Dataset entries
[Start of section]

//! Core types module - shared data structures and constants
//!
//! This module defines the fundamental types used throughout the application.
//! All types are pure data structures with no external dependencies, making them
//! usable in any context (simulation, terminal rendering, input mapping).
//!
//! # Board Dimensions
//!
//! Default road layout:
//!
//! - **Width**: 20 columns (indexed 0-19)
//! - **Height**: 15 rows (indexed 0-14, row 14 is where the car drives)
//! - **Road width**: 10, which puts the walls at columns 5 and 15
//!
//! # Pacing Constants
//!
//! Timing values are in milliseconds:
//!
//! | Constant | Value | Description |
//! |----------|-------|-------------|
//! | `INITIAL_SPEED_MS` | 100 | Tick delay at the start of a run |
//! | `SPEED_STEP_MS` | 5 | Delay removed at each ramp |
//! | `SPEED_FLOOR_MS` | 30 | Fastest possible tick delay |
//! | `POINTS_PER_RAMP` | 10 | Score interval between ramps |
//!
//! # Spawn Odds by Difficulty
//!
//! An obstacle spawns with probability `1 / (SPAWN_ODDS_BASE - difficulty)`:
//!
//! | Difficulty | Chance |
//! |------------|--------|
//! | 0 | 1/10 |
//! | 3 | 1/7 |
//! | 7 | 1/3 |
//!
//! # Examples
//!
//! ```
//! use tui_racer_types::{CellKind, GameAction, DEFAULT_WIDTH, DEFAULT_ROAD_WIDTH};
//!
//! assert_eq!(CellKind::Wall.glyph(), '|');
//! assert_eq!(CellKind::from_glyph('X'), Some(CellKind::Obstacle));
//!
//! assert_eq!(GameAction::from_char('D'), Some(GameAction::MoveRight));
//!
//! assert_eq!(DEFAULT_WIDTH, 20);
//! assert_eq!(DEFAULT_ROAD_WIDTH, 10);
//! ```

/// Default board width in columns
pub const DEFAULT_WIDTH: u16 = 20;

/// Default board height in rows
pub const DEFAULT_HEIGHT: u16 = 15;

/// Default distance between the two wall columns
pub const DEFAULT_ROAD_WIDTH: u16 = 10;

/// Narrowest road that still leaves a drivable corridor
pub const MIN_ROAD_WIDTH: u16 = 3;

/// Tallest board that still fits a frame with its status and hint rows
pub const MAX_BOARD_HEIGHT: u16 = u16::MAX - 2;

/// Tick delay at the start of a run
pub const INITIAL_SPEED_MS: u32 = 100;

/// Delay removed from the tick at each difficulty ramp
pub const SPEED_STEP_MS: u32 = 5;

/// The tick delay never drops below this value
pub const SPEED_FLOOR_MS: u32 = 30;

/// Score interval between difficulty ramps
pub const POINTS_PER_RAMP: u32 = 10;

/// Highest difficulty level
pub const MAX_DIFFICULTY: u32 = 7;

/// Spawn odds denominator at difficulty 0
pub const SPAWN_ODDS_BASE: u32 = 10;

/// The speedometer shows `SPEED_DISPLAY_BASE - speed_ms` ("100 - speed + 10")
pub const SPEED_DISPLAY_BASE: u32 = 110;

/// Static hint printed under the road
pub const CONTROLS_HINT: &str = "Controls: A (left), D (right), Q (quit)";

// Spawn odds are `1 / (SPAWN_ODDS_BASE - difficulty)`; the cap keeps the denominator positive.
const _: () = assert!(MAX_DIFFICULTY < SPAWN_ODDS_BASE);
const _: () = assert!(SPEED_FLOOR_MS <= INITIAL_SPEED_MS);

/// Content of a single board cell
#[derive(Debug, Clone, Copy, PartialEq, Eq, Hash, Default)]
pub enum CellKind {
    /// Open road
    #[default]
    Empty,
    /// Road edge, painted once at construction and never changed
    Wall,
    /// Falling obstacle
    Obstacle,
    /// The player's car
    Player,
}

impl CellKind {
    /// Printable glyph for the cell
    ///
    /// # Examples
    ///
    /// ```
    /// use tui_racer_types::CellKind;
    ///
    /// assert_eq!(CellKind::Empty.glyph(), ' ');
    /// assert_eq!(CellKind::Player.glyph(), 'A');
    /// ```
    pub fn glyph(self) -> char {
        match self {
            CellKind::Empty => ' ',
            CellKind::Wall => '|',
            CellKind::Obstacle => 'X',
            CellKind::Player => 'A',
        }
    }

    /// Parse a cell from its glyph
    pub fn from_glyph(ch: char) -> Option<Self> {
        match ch {
            ' ' => Some(CellKind::Empty),
            '|' => Some(CellKind::Wall),
            'X' => Some(CellKind::Obstacle),
            'A' => Some(CellKind::Player),
            _ => None,
        }
    }
}

/// Steering requested for a single tick.
#[derive(Debug, Clone, Copy, PartialEq, Eq, Default)]
pub enum Direction {
    Left,
    Right,
    #[default]
    None,
}

/// Commands the player can issue from the keyboard
#[derive(Debug, Clone, Copy, PartialEq, Eq)]
pub enum GameAction {
    /// Steer one column left
    MoveLeft,
    /// Steer one column right
    MoveRight,
    /// End the run
    Quit,
}

impl GameAction {
    /// Parse an action from a typed character (case-insensitive)
    ///
    /// # Examples
    ///
    /// ```
    /// use tui_racer_types::GameAction;
    ///
    /// assert_eq!(GameAction::from_char('a'), Some(GameAction::MoveLeft));
    /// assert_eq!(GameAction::from_char('Q'), Some(GameAction::Quit));
    /// assert_eq!(GameAction::from_char('w'), None);
    /// ```
    pub fn from_char(ch: char) -> Option<Self> {
        match ch.to_ascii_lowercase() {
            'a' => Some(GameAction::MoveLeft),
            'd' => Some(GameAction::MoveRight),
            'q' => Some(GameAction::Quit),
            _ => None,
        }
    }

    /// Steering implied by the action
    pub fn direction(self) -> Direction {
        match self {
            GameAction::MoveLeft => Direction::Left,
            GameAction::MoveRight => Direction::Right,
            GameAction::Quit => Direction::None,
        }
    }

    pub fn as_str(&self) -> &'static str {
        match self {
            GameAction::MoveLeft => "moveLeft",
            GameAction::MoveRight => "moveRight",
            GameAction::Quit => "quit",
        }
    }
}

[End of section]

▶ **WHAT TO DO**
The first line of the records and every line down to the line with "tick delay |" must be quoted exactly; leave out all else.

▶ **FINISHED EXERCISE**
//! Core types module - shared data structures and constants
//!
//! This module defines the fundamental types used throughout the application.
//! All types are pure data structures with no external dependencies, making them
//! usable in any context (simulation, terminal rendering, input mapping).
//!
//! # Board Dimensions
//!
//! Default road layout:
//!
//! - **Width**: 20 columns (indexed 0-19)
//! - **Height**: 15 rows (indexed 0-14, row 14 is where the car drives)
//! - **Road width**: 10, which puts the walls at columns 5 and 15
//!
//! # Pacing Constants
//!
//! Timing values are in milliseconds:
//!
//! | Constant | Value | Description |
//! |----------|-------|-------------|
//! | `INITIAL_SPEED_MS` | 100 | Tick delay at the start of a run |
//! | `SPEED_STEP_MS` | 5 | Delay removed at each ramp |
//! | `SPEED_FLOOR_MS` | 30 | Fastest possible tick delay |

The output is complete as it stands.